— Your assignment —
Nothing in the records below may change; print them all exactly.
(Dataset Opens)
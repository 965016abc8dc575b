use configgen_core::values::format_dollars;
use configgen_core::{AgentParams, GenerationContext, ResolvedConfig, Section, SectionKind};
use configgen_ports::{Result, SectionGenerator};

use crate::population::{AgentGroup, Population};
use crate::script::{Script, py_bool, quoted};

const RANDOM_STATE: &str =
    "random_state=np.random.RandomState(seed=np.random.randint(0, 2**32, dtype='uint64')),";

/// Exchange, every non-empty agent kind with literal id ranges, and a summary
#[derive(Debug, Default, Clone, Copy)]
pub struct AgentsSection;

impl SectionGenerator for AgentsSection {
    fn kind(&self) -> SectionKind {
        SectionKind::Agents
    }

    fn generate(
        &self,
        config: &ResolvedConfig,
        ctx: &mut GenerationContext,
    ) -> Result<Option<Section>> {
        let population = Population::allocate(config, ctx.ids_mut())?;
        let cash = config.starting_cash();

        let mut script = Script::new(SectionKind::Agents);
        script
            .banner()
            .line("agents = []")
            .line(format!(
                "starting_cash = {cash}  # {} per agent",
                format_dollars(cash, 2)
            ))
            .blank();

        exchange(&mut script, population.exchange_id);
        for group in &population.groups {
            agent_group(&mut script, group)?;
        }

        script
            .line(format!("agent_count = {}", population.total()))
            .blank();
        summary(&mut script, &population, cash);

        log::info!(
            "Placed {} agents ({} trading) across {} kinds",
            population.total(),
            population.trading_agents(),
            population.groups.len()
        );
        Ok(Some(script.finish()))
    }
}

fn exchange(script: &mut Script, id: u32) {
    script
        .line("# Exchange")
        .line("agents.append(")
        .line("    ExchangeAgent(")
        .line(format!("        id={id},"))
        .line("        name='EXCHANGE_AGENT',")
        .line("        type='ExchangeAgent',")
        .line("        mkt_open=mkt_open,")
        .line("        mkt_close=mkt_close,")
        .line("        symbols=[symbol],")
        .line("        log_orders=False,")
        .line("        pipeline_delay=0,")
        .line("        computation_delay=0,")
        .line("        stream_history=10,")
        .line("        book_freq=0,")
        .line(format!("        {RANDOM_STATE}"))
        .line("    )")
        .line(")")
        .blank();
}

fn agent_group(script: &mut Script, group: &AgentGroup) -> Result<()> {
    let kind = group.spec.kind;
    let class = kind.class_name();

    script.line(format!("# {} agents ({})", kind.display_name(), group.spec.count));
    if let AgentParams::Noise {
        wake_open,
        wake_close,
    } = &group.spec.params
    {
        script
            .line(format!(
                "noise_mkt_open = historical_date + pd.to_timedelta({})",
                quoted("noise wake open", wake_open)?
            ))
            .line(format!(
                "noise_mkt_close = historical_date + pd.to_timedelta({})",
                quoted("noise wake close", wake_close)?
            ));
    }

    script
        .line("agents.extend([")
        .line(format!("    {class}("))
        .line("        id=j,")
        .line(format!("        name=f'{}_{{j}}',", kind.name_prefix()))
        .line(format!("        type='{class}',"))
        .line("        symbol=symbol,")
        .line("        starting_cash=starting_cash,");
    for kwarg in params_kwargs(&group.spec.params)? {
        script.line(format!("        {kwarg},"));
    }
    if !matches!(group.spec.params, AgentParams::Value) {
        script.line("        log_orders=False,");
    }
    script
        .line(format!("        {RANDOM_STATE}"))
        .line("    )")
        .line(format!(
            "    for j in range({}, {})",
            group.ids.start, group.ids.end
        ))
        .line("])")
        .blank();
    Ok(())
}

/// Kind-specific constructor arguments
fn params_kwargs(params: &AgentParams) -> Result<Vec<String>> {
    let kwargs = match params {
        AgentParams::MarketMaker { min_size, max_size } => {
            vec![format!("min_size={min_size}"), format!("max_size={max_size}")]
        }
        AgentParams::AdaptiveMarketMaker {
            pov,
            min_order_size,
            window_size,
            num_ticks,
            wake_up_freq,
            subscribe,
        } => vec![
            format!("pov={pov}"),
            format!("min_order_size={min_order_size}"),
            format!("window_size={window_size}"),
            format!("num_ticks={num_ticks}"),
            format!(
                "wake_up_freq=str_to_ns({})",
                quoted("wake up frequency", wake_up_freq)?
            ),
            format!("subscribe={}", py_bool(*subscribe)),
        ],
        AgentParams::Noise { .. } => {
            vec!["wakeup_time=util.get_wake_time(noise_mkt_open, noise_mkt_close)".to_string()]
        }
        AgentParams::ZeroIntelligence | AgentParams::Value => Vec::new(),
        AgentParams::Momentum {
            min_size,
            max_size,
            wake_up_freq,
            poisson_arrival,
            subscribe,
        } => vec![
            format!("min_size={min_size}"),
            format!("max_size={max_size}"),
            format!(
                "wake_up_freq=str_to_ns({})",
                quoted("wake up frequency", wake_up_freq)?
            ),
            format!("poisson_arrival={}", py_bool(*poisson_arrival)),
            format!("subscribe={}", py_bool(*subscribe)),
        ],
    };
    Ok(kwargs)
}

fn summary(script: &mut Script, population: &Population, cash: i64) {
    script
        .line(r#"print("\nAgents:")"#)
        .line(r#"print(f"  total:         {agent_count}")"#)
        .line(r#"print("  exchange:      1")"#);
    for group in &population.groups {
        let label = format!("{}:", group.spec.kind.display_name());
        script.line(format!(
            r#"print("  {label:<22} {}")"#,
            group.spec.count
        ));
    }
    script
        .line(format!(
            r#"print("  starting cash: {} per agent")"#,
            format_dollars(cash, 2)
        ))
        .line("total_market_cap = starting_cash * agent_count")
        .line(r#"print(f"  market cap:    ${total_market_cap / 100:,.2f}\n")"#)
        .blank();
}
(Dataset Closes)
— Output for this task —
repository 965016abc8dc575b
use configgen_core::values::format_dollars;
use configgen_core::{AgentParams, GenerationContext, ResolvedConfig, Section, SectionKind};
use configgen_ports::{Result, SectionGenerator};

use crate::population::{AgentGroup, Population};
use crate::script::{Script, py_bool, quoted};

const RANDOM_STATE: &str =
    "random_state=np.random.RandomState(seed=np.random.randint(0, 2**32, dtype='uint64')),";

/// Exchange, every non-empty agent kind with literal id ranges, and a summary
#[derive(Debug, Default, Clone, Copy)]
pub struct AgentsSection;

impl SectionGenerator for AgentsSection {
    fn kind(&self) -> SectionKind {
        SectionKind::Agents
    }

    fn generate(
        &self,
        config: &ResolvedConfig,
        ctx: &mut GenerationContext,
    ) -> Result<Option<Section>> {
        let population = Population::allocate(config, ctx.ids_mut())?;
        let cash = config.starting_cash();

        let mut script = Script::new(SectionKind::Agents);
        script
            .banner()
            .line("agents = []")
            .line(format!(
                "starting_cash = {cash}  # {} per agent",
                format_dollars(cash, 2)
            ))
            .blank();

        exchange(&mut script, population.exchange_id);
        for group in &population.groups {
            agent_group(&mut script, group)?;
        }

        script
            .line(format!("agent_count = {}", population.total()))
            .blank();
        summary(&mut script, &population, cash);

        log::info!(
            "Placed {} agents ({} trading) across {} kinds",
            population.total(),
            population.trading_agents(),
            population.groups.len()
        );
        Ok(Some(script.finish()))
    }
}

fn exchange(script: &mut Script, id: u32) {
    script
        .line("# Exchange")
        .line("agents.append(")
        .line("    ExchangeAgent(")
        .line(format!("        id={id},"))
        .line("        name='EXCHANGE_AGENT',")
        .line("        type='ExchangeAgent',")
        .line("        mkt_open=mkt_open,")
        .line("        mkt_close=mkt_close,")
        .line("        symbols=[symbol],")
        .line("        log_orders=False,")
        .line("        pipeline_delay=0,")
        .line("        computation_delay=0,")
        .line("        stream_history=10,")
        .line("        book_freq=0,")
        .line(format!("        {RANDOM_STATE}"))
        .line("    )")
        .line(")")
        .blank();
}

fn agent_group(script: &mut Script, group: &AgentGroup) -> Result<()> {
    let kind = group.spec.kind;
    let class = kind.class_name();

    script.line(format!("# {} agents ({})", kind.display_name(), group.spec.count));
    if let AgentParams::Noise {
        wake_open,
        wake_close,
    } = &group.spec.params
    {
        script
            .line(format!(
                "noise_mkt_open = historical_date + pd.to_timedelta({})",
                quoted("noise wake open", wake_open)?
            ))
            .line(format!(
                "noise_mkt_close = historical_date + pd.to_timedelta({})",
                quoted("noise wake close", wake_close)?
            ));
    }

    script
        .line("agents.extend([")
        .line(format!("    {class}("))
        .line("        id=j,")
        .line(format!("        name=f'{}_{{j}}',", kind.name_prefix()))
        .line(format!("        type='{class}',"))
        .line("        symbol=symbol,")
        .line("        starting_cash=starting_cash,");
    for kwarg in params_kwargs(&group.spec.params)? {
        script.line(format!("        {kwarg},"));
    }
    if !matches!(group.spec.params, AgentParams::Value) {
        script.line("        log_orders=False,");
    }
    script
        .line(format!("        {RANDOM_STATE}"))
        .line("    )")
        .line(format!(
            "    for j in range({}, {})",
            group.ids.start, group.ids.end
        ))
        .line("])")
        .blank();
    Ok(())
}

/// Kind-specific constructor arguments
fn params_kwargs(params: &AgentParams) -> Result<Vec<String>> {
    let kwargs = match params {
        AgentParams::MarketMaker { min_size, max_size } => {
            vec![format!("min_size={min_size}"), format!("max_size={max_size}")]
        }
        AgentParams::AdaptiveMarketMaker {
            pov,
            min_order_size,
            window_size,
            num_ticks,
            wake_up_freq,
            subscribe,
        } => vec![
            format!("pov={pov}"),
            format!("min_order_size={min_order_size}"),
            format!("window_size={window_size}"),
            format!("num_ticks={num_ticks}"),
            format!(
                "wake_up_freq=str_to_ns({})",
                quoted("wake up frequency", wake_up_freq)?
            ),
            format!("subscribe={}", py_bool(*subscribe)),
        ],
        AgentParams::Noise { .. } => {
            vec!["wakeup_time=util.get_wake_time(noise_mkt_open, noise_mkt_close)".to_string()]
        }
        AgentParams::ZeroIntelligence | AgentParams::Value => Vec::new(),
        AgentParams::Momentum {
            min_size,
            max_size,
            wake_up_freq,
            poisson_arrival,
            subscribe,
        } => vec![
            format!("min_size={min_size}"),
            format!("max_size={max_size}"),
            format!(
                "wake_up_freq=str_to_ns({})",
                quoted("wake up frequency", wake_up_freq)?
            ),
            format!("poisson_arrival={}", py_bool(*poisson_arrival)),
            format!("subscribe={}", py_bool(*subscribe)),
        ],
    };
    Ok(kwargs)
}

fn summary(script: &mut Script, population: &Population, cash: i64) {
    script
        .line(r#"print("\nAgents:")"#)
        .line(r#"print(f"  total:         {agent_count}")"#)
        .line(r#"print("  exchange:      1")"#);
    for group in &population.groups {
        let label = format!("{}:", group.spec.kind.display_name());
        script.line(format!(
            r#"print("  {label:<22} {}")"#,
            group.spec.count
        ));
    }
    script
        .line(format!(
            r#"print("  starting cash: {} per agent")"#,
            format_dollars(cash, 2)
        ))
        .line("total_market_cap = starting_cash * agent_count")
        .line(r#"print(f"  market cap:    ${total_market_cap / 100:,.2f}\n")"#)
        .blank();
}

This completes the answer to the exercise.